Hadoop
Basic
The Hadoop open-source software framework is widely used for reliable, and scalable distributed computing on a cluster of machines.
This competency area includes understanding Single node cluster in a standalone mode, in pseudo-distributed mode, running shell commands to interface with HDFS, performing parallel processing tasks, among others.
Key Competencies:
- Single node cluster in a standalone mode - Install Java environment, download the Hadoop jar and run Hadoop as a standalone process. Applicable for Operations, Developer.
- Single node cluster in pseudo-distributed mode - Configure SSH, format, and start the name node and data node daemons, configure and run the YARN process. Applicable for Operations, Developer.
- Monitor cluster and jobs - Monitor name nodes and data nodes using the name node web interface, monitor resource usage using the ResourceManager. Applicable for Administration, Developer.

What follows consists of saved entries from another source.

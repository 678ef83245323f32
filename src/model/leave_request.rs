use chrono::{DateTime, NaiveDate, Utc};
use serde::{Deserialize, Serialize};
use utoipa::ToSchema;
use uuid::Uuid;

use crate::error::LeaveError;

#[derive(Debug, Clone, Copy, PartialEq, Eq, Serialize, Deserialize, ToSchema)]
#[derive(strum_macros::Display, strum_macros::EnumString)]
#[strum(serialize_all = "lowercase")]
#[serde(rename_all = "lowercase")]
pub enum LeaveType {
    Vacation,
    Sick,
    Personal,
    Bereavement,
    Unpaid,
}

impl LeaveType {
    /// Human label shown by the dashboards. Display concern only; the
    /// lifecycle itself works with the lowercase wire form.
    pub fn label(&self) -> &'static str {
        match self {
            LeaveType::Vacation => "Vacation",
            LeaveType::Sick => "Sick Leave",
            LeaveType::Personal => "Personal Leave",
            LeaveType::Bereavement => "Bereavement",
            LeaveType::Unpaid => "Unpaid Leave",
        }
    }
}

#[derive(Debug, Clone, Copy, PartialEq, Eq, Serialize, Deserialize, ToSchema)]
#[derive(strum_macros::Display, strum_macros::EnumString)]
#[strum(serialize_all = "lowercase")]
#[serde(rename_all = "lowercase")]
pub enum LeaveStatus {
    Pending,
    Approved,
    Rejected,
    Cancelled,
}

/// Payload for submitting a new leave request. Dates stay optional and the
/// leave type stays a raw string so that validation can report each missing
/// or malformed field as its own failure instead of a blanket decode error.
#[derive(Debug, Clone, Deserialize, ToSchema)]
#[serde(rename_all = "camelCase")]
pub struct CreateLeave {
    #[schema(example = "e1")]
    pub employee_id: String,
    #[schema(example = "2025-05-01", format = "date", value_type = String)]
    pub start_date: Option<NaiveDate>,
    #[schema(example = "2025-05-05", format = "date", value_type = String)]
    pub end_date: Option<NaiveDate>,
    #[schema(example = "vacation")]
    pub leave_type: String,
    #[schema(example = "Annual vacation")]
    pub reason: Option<String>,
}

#[derive(Debug, Clone, Serialize, Deserialize, ToSchema)]
#[serde(rename_all = "camelCase")]
pub struct LeaveRequest {
    #[schema(example = "6f4d5a3e-8c1b-4b6e-9d2a-0c7f1e5b9a42")]
    pub id: String,
    #[schema(example = "e1")]
    pub employee_id: String,
    pub leave_type: LeaveType,
    #[schema(example = "2025-05-01", format = "date", value_type = String)]
    pub start_date: NaiveDate,
    #[schema(example = "2025-05-05", format = "date", value_type = String)]
    pub end_date: NaiveDate,
    pub reason: Option<String>,
    pub status: LeaveStatus,
    #[serde(skip_serializing_if = "Option::is_none")]
    pub rejection_reason: Option<String>,
    #[schema(example = "2025-04-20T00:00:00Z", format = "date-time", value_type = String)]
    pub created_at: DateTime<Utc>,
}

/// Calendar days between the endpoints, both inclusive.
pub fn duration_days(start: NaiveDate, end: NaiveDate) -> i64 {
    (end - start).num_days() + 1
}

impl LeaveRequest {
    /// Validates the payload and builds a fresh pending record. Checks run
    /// in a fixed order so each bad field surfaces its own failure kind.
    pub fn new(input: CreateLeave) -> Result<Self, LeaveError> {
        let (start_date, end_date) = match (input.start_date, input.end_date) {
            (Some(start), Some(end)) => (start, end),
            _ => return Err(LeaveError::MissingDates),
        };

        let leave_type = input
            .leave_type
            .parse::<LeaveType>()
            .map_err(|_| LeaveError::InvalidLeaveType)?;

        if start_date > end_date {
            return Err(LeaveError::EndBeforeStart);
        }

        // Inclusive day count must still come out positive on its own.
        if duration_days(start_date, end_date) < 1 {
            return Err(LeaveError::ZeroDuration);
        }

        Ok(Self {
            id: Uuid::new_v4().to_string(),
            employee_id: input.employee_id,
            leave_type,
            start_date,
            end_date,
            reason: input.reason,
            status: LeaveStatus::Pending,
            rejection_reason: None,
            created_at: Utc::now(),
        })
    }

    pub fn duration_days(&self) -> i64 {
        duration_days(self.start_date, self.end_date)
    }

    pub fn is_pending(&self) -> bool {
        self.status == LeaveStatus::Pending
    }

    fn ensure_pending(&self) -> Result<(), LeaveError> {
        if self.is_pending() {
            Ok(())
        } else {
            Err(LeaveError::InvalidTransition)
        }
    }

    pub fn approve(&mut self) -> Result<(), LeaveError> {
        self.ensure_pending()?;
        self.status = LeaveStatus::Approved;
        Ok(())
    }

    pub fn reject(&mut self, reason: &str) -> Result<(), LeaveError> {
        self.ensure_pending()?;
        if reason.trim().is_empty() {
            return Err(LeaveError::MissingRejectionReason);
        }
        self.status = LeaveStatus::Rejected;
        self.rejection_reason = Some(reason.to_string());
        Ok(())
    }

    pub fn cancel(&mut self) -> Result<(), LeaveError> {
        self.ensure_pending()?;
        self.status = LeaveStatus::Cancelled;
        Ok(())
    }
}

/// The employee dashboard's three tabs: pending, approved, and everything
/// else (rejected or cancelled).
#[derive(Debug, Default)]
pub struct StatusPartition {
    pub pending: Vec<LeaveRequest>,
    pub approved: Vec<LeaveRequest>,
    pub other: Vec<LeaveRequest>,
}

pub fn partition_by_status(requests: Vec<LeaveRequest>) -> StatusPartition {
    let mut partition = StatusPartition::default();
    for request in requests {
        match request.status {
            LeaveStatus::Pending => partition.pending.push(request),
            LeaveStatus::Approved => partition.approved.push(request),
            _ => partition.other.push(request),
        }
    }
    partition
}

- Run shell commands to interface with HDFS - Run basic list and view commands on HDFS, run commands to store and read data from HDFS, copy files to and from Hadoop. Applicable for Operations, Developer.
- Perform parallel processing tasks using MapReduce - Set up the Mapper, Reducer classes to process data stored in HDFS, derive from the right base classes, set up the basic configuration to run MapReduce jobs. Applicable for Developer.
- Schedule and manage tasks with YARN - Use the FIFO scheduler, capacity scheduler, and fair scheduler, configure task queues and submit MapReduce tasks to a specific queue. Applicable for Administration, Developer.
- Set up and configure a Hadoop cluster on a cloud platform - Configure a simple Hadoop cluster using either Amazon EMR, Azure HDInsight, or Google Cloud DataProc. Applicable for Administration, Developer.
- Run MapReduce jobs on Hadoop on a cloud platform - Run MapReduce jobs on Amazon EMR, Azure HDInsight, or Google Cloud DataProc. Configure bucket storage rather than HDFS storage on the cloud. Applicable for Operations, Developer.